Wednesday, February 20, 2008

My Remake of Leonard Cohen's Hallelujah

Here's something unusual. I heard Leonard Cohen's song, "Hallelujah," and loved it, but I found the lyrics unrelievedly, almost monochromatically, diminished.

So I conceived the challenge: could I write new lyrics for the song--lyrics that would equal (if not surpass) the quality of the original lyrics, lyrics that would express a positively augmented view of the universe yet not be brightly pollyannish?

Ladies and gentlemen, here it is:


The streets were filled with dying men,
The women whom you'd once again
Disappointed when they saw right through ya.
But underneath the dust, you saw
The rising lava of the law,
The owners of each store sang hallelujah.

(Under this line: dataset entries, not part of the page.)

//! Error types for the melos engines.
//!
//! This module defines a unified error enum covering all error categories
//! in the workspace: configuration, I/O, query execution, embedding
//! providers, and vector-store persistence.

use thiserror::Error;

/// Unified error type for the melos engines.
///
/// All fallible functions in the workspace return `Result<T, AppError>`.
/// We never panic — errors must be represented and propagated.
#[derive(Error, Debug)]
pub enum AppError {
    /// Configuration-related errors
    #[error("Configuration error: {0}")]
    Config(String),

    /// I/O and filesystem errors
    #[error("I/O error: {0}")]
    Io(#[from] std::io::Error),

    /// Query engine errors
    #[error("Query error: {0}")]
    Query(String),

    /// Embedding provider errors
    #[error("Embedding error: {0}")]
    Embedding(String),

    /// Vector store errors (persistence, lookup)
    #[error("Store error: {0}")]
    Store(String),

    /// Serialization/deserialization errors
    #[error("Serialization error: {0}")]
    Serialization(String),

    /// Generic errors
    #[error("{0}")]
    Other(String),
}

impl From<serde_json::Error> for AppError {
    fn from(err: serde_json::Error) -> Self {
        AppError::Serialization(err.to_string())
    }
}

impl From<serde_yaml::Error> for AppError {
    fn from(err: serde_yaml::Error) -> Self {
        AppError::Serialization(err.to_string())
    }
}

/// Convenience type alias for Results with AppError.
pub type AppResult<T> = Result<T, AppError>;
//! Embedding provider configuration.

use serde::{Deserialize, Serialize};

/// Configuration for an embedding provider.
#[derive(Debug, Clone, Serialize, Deserialize)]
pub struct EmbeddingConfig {
    /// Provider name (e.g., "ollama", "mock")
    pub provider: String,

    /// Model identifier (e.g., "nomic-embed-text")
    pub model: String,

    /// Expected embedding dimensions; 0 disables the dimension check
    pub dimensions: usize,

    /// Provider endpoint override
    #[serde(default, skip_serializing_if = "Option::is_none")]
    pub endpoint: Option<String>,
}

impl Default for EmbeddingConfig {
    fn default() -> Self {
        Self {
            provider: "ollama".to_string(),
            model: "nomic-embed-text".to_string(),
            dimensions: 768,
            endpoint: None,
        }
    }
}

impl From<&melos_core::config::EmbeddingSettings> for EmbeddingConfig {
    fn from(settings: &melos_core::config::EmbeddingSettings) -> Self {
        Self {
            provider: settings.provider.clone(),
            model: settings.model.clone(),
            dimensions: settings.dimensions,
            endpoint: settings.endpoint.clone(),
        }
    }
}

#[cfg(test)]
mod tests {
    use super::*;

    #[test]
    fn test_default_config() {
        let config = EmbeddingConfig::default();
        assert_eq!(config.provider, "ollama");
        assert_eq!(config.model, "nomic-embed-text");
        assert_eq!(config.dimensions, 768);
    }

    #[test]
    fn test_from_core_settings() {
        let settings = melos_core::config::EmbeddingSettings {
            provider: "mock".to_string(),
            model: "trigram-v1".to_string(),
            dimensions: 384,
            endpoint: None,
        };

        let config = EmbeddingConfig::from(&settings);
        assert_eq!(config.provider, "mock");
        assert_eq!(config.dimensions, 384);
    }
}
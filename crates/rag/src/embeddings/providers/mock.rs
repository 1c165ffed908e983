//! Mock embedding provider using trigram-based content-aware embeddings.

use crate::embeddings::provider::EmbeddingProvider;
use melos_core::AppResult;

/// Mock provider for testing and development.
///
/// Generates deterministic embeddings from character trigrams and word
/// frequencies. Not semantically accurate like a real embedding model,
/// but consistent and content-dependent, which is enough for testing
/// search behavior.
#[derive(Debug)]
pub struct MockProvider {
    dimensions: usize,
}

impl MockProvider {
    /// Create a new mock provider with the specified dimensions.
    pub fn new(dimensions: usize) -> Self {
        Self { dimensions }
    }

    fn generate_embedding(&self, text: &str) -> Vec<f64> {
        let mut embedding = vec![0.0; self.dimensions];
        if self.dimensions == 0 {
            return embedding;
        }

        let lower = text.to_lowercase();

        let words: Vec<&str> = lower
            .split_whitespace()
            .filter(|w| w.len() > 2)
            .collect();

        let mut word_freq = std::collections::HashMap::new();
        for word in &words {
            *word_freq.entry(*word).or_insert(0u64) += 1;
        }

        // Map each unique word to multiple dimensions via character
        // trigrams plus a whole-word hash
        for (word, freq) in &word_freq {
            let chars: Vec<char> = word.chars().collect();
            for i in 0..chars.len().saturating_sub(2) {
                let trigram = format!("{}{}{}", chars[i], chars[i + 1], chars[i + 2]);
                let trigram_hash = trigram
                    .bytes()
                    .fold(0u64, |acc, b| acc.wrapping_mul(37).wrapping_add(b as u64));

                let dim_idx = (trigram_hash as usize) % self.dimensions;
                embedding[dim_idx] += (*freq as f64).sqrt();
            }

            let word_hash = word
                .bytes()
                .fold(0u64, |acc, b| acc.wrapping_mul(31).wrapping_add(b as u64));
            let base_dim = (word_hash as usize) % self.dimensions;
            embedding[base_dim] += *freq as f64;
        }

        // Normalize to a unit vector
        let norm: f64 = embedding.iter().map(|x| x * x).sum::<f64>().sqrt();
        if norm > 0.0 {
            for v in &mut embedding {
                *v /= norm;
            }
        }

        embedding
    }
}

#[async_trait::async_trait]
impl EmbeddingProvider for MockProvider {
    fn provider_name(&self) -> &str {
        "mock"
    }

    fn model_name(&self) -> &str {
        "trigram-v1"
    }

    fn dimensions(&self) -> usize {
        self.dimensions
    }

    async fn embed(&self, text: &str) -> AppResult<Vec<f64>> {
        Ok(self.generate_embedding(text))
    }
}
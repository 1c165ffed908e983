//! High-level canned queries over an exported music library.
//!
//! Wraps the generic [`Engine`] with the questions the assistant asks most
//! often, pinned to the standard export file names.

use crate::engine::{Engine, Query, QueryResult};
use serde_json::{json, Value};

/// Standard export file names.
const SAVED_TRACKS: &str = "saved_tracks.json";
const PLAYLISTS: &str = "playlists.json";
const FOLLOWED_ARTISTS: &str = "followed_artists.json";

/// High-level music-specific queries over a query engine.
pub struct LibraryQueries {
    engine: Engine,
}

impl LibraryQueries {
    /// Create a helper over a fresh engine rooted at the given directory.
    pub fn new(data_dir: impl Into<std::path::PathBuf>) -> Self {
        Self {
            engine: Engine::new(data_dir),
        }
    }

    /// Access the underlying engine for ad-hoc queries.
    pub fn engine_mut(&mut self) -> &mut Engine {
        &mut self.engine
    }

    /// All unique artist names across saved tracks.
    pub fn all_artists(&mut self) -> QueryResult {
        self.engine.execute(&Query {
            source: SAVED_TRACKS.to_string(),
            operation: "distinct".to_string(),
            field: Some("track.artists.name".to_string()),
            ..Default::default()
        })
    }

    /// Saved tracks by a specific artist (name match, case-insensitive).
    pub fn tracks_by_artist(&mut self, artist_name: &str) -> QueryResult {
        self.engine.execute(&Query {
            source: SAVED_TRACKS.to_string(),
            operation: "search".to_string(),
            field: Some("track.artists.name".to_string()),
            search_term: Some(artist_name.to_string()),
            ..Default::default()
        })
    }

    /// Playlists whose name matches.
    pub fn playlist_by_name(&mut self, name: &str) -> QueryResult {
        self.engine.execute(&Query {
            source: PLAYLISTS.to_string(),
            operation: "search".to_string(),
            field: Some("name".to_string()),
            search_term: Some(name.to_string()),
            ..Default::default()
        })
    }

    /// The most recently added saved tracks.
    pub fn recently_added(&mut self, limit: i64) -> QueryResult {
        self.engine.execute(&Query {
            source: SAVED_TRACKS.to_string(),
            operation: "sort".to_string(),
            sort_by: Some("added_at".to_string()),
            sort_order: Some("desc".to_string()),
            limit,
            ..Default::default()
        })
    }

    /// Counts across all library exports with a combined summary.
    pub fn library_stats(&mut self) -> QueryResult {
        let tracks = self.count_source(SAVED_TRACKS);
        let playlists = self.count_source(PLAYLISTS);
        let artists = self.count_source(FOLLOWED_ARTISTS);

        QueryResult {
            data: Some(json!({
                "saved_tracks": tracks,
                "playlists": playlists,
                "followed_artists": artists,
            })),
            summary: Some(format!(
                "Library: {} tracks, {} playlists, {} followed artists",
                tracks, playlists, artists
            )),
            ..Default::default()
        }
    }

    /// Case-insensitive search across every library export; each hit is
    /// tagged with the source it came from.
    pub fn search_all(&mut self, term: &str, limit: i64) -> QueryResult {
        let mut all_results: Vec<Value> = Vec::new();

        for source in [SAVED_TRACKS, PLAYLISTS, FOLLOWED_ARTISTS] {
            let result = self.engine.execute(&Query {
                source: source.to_string(),
                operation: "search".to_string(),
                search_term: Some(term.to_string()),
                limit,
                ..Default::default()
            });

            if let Some(Value::Array(items)) = result.data {
                for item in items {
                    all_results.push(json!({"source": source, "item": item}));
                }
            }
        }

        if limit > 0 && (limit as usize) < all_results.len() {
            all_results.truncate(limit as usize);
        }

        QueryResult {
            count: all_results.len(),
            summary: Some(format!(
                "Found {} results for '{}' across all data",
                all_results.len(),
                term
            )),
            data: Some(Value::Array(all_results)),
            ..Default::default()
        }
    }

    fn count_source(&mut self, source: &str) -> usize {
        self.engine
            .execute(&Query {
                source: source.to_string(),
                operation: "count".to_string(),
                ..Default::default()
            })
            .count
    }
}
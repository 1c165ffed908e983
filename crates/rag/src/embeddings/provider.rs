//! Embedding provider trait and factory.

use crate::embeddings::config::EmbeddingConfig;
use melos_core::{AppError, AppResult};
use std::sync::Arc;

/// Trait for embedding providers.
///
/// The call is synchronous from the store's point of view: it blocks
/// until a vector or an error is returned. Cancellation, if any, is the
/// caller's responsibility.
#[async_trait::async_trait]
pub trait EmbeddingProvider: Send + Sync + std::fmt::Debug {
    /// Get provider name (e.g., "ollama", "mock")
    fn provider_name(&self) -> &str;

    /// Get model identifier
    fn model_name(&self) -> &str;

    /// Get embedding dimensions
    fn dimensions(&self) -> usize;

    /// Generate an embedding for a single text.
    async fn embed(&self, text: &str) -> AppResult<Vec<f64>>;
}

/// Create an embedding provider based on configuration.
pub fn create_provider(config: &EmbeddingConfig) -> AppResult<Arc<dyn EmbeddingProvider>> {
    match config.provider.as_str() {
        "ollama" => {
            let provider = super::providers::ollama::OllamaProvider::new(config.clone())?;
            Ok(Arc::new(provider))
        }

        "mock" => {
            let provider = super::providers::mock::MockProvider::new(config.dimensions);
            Ok(Arc::new(provider))
        }

        other => Err(AppError::Embedding(format!(
            "Unknown embedding provider: '{}'. Supported providers: ollama, mock",
            other
        ))),
    }
}

#[cfg(test)]
mod tests {
    use super::*;

    #[test]
    fn test_create_mock_provider() {
        let config = EmbeddingConfig {
            provider: "mock".to_string(),
            model: "trigram-v1".to_string(),
            dimensions: 384,
            endpoint: None,
        };

        let provider = create_provider(&config).unwrap();
        assert_eq!(provider.provider_name(), "mock");
        assert_eq!(provider.dimensions(), 384);
    }

    #[test]
    fn test_create_ollama_provider() {
        let config = EmbeddingConfig::default();
        let provider = create_provider(&config).unwrap();
        assert_eq!(provider.provider_name(), "ollama");
        assert_eq!(provider.model_name(), "nomic-embed-text");
    }

    #[test]
    fn test_create_unknown_provider() {
        let config = EmbeddingConfig {
            provider: "unknown".to_string(),
            model: "test".to_string(),
            dimensions: 384,
            endpoint: None,
        };

        let result = create_provider(&config);
        assert!(result.is_err());
        assert!(result
            .unwrap_err()
            .to_string()
            .contains("Unknown embedding provider"));
    }
}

The craters of the silent moon
Poured out their silver streams, and soon
The stars of empty space were flying through ya.
The mountain top, the frozen air,
Your coal black horse, your streaming hair,
Without words, your soul cried, hallelujah

When hunger melted all their pride,
On the hill the groom and bride
Were singing to each other, singing to ya.
The woods were still, the roads all roared
Diminished and augmented chords,
That thundered in the halls of hallelujah.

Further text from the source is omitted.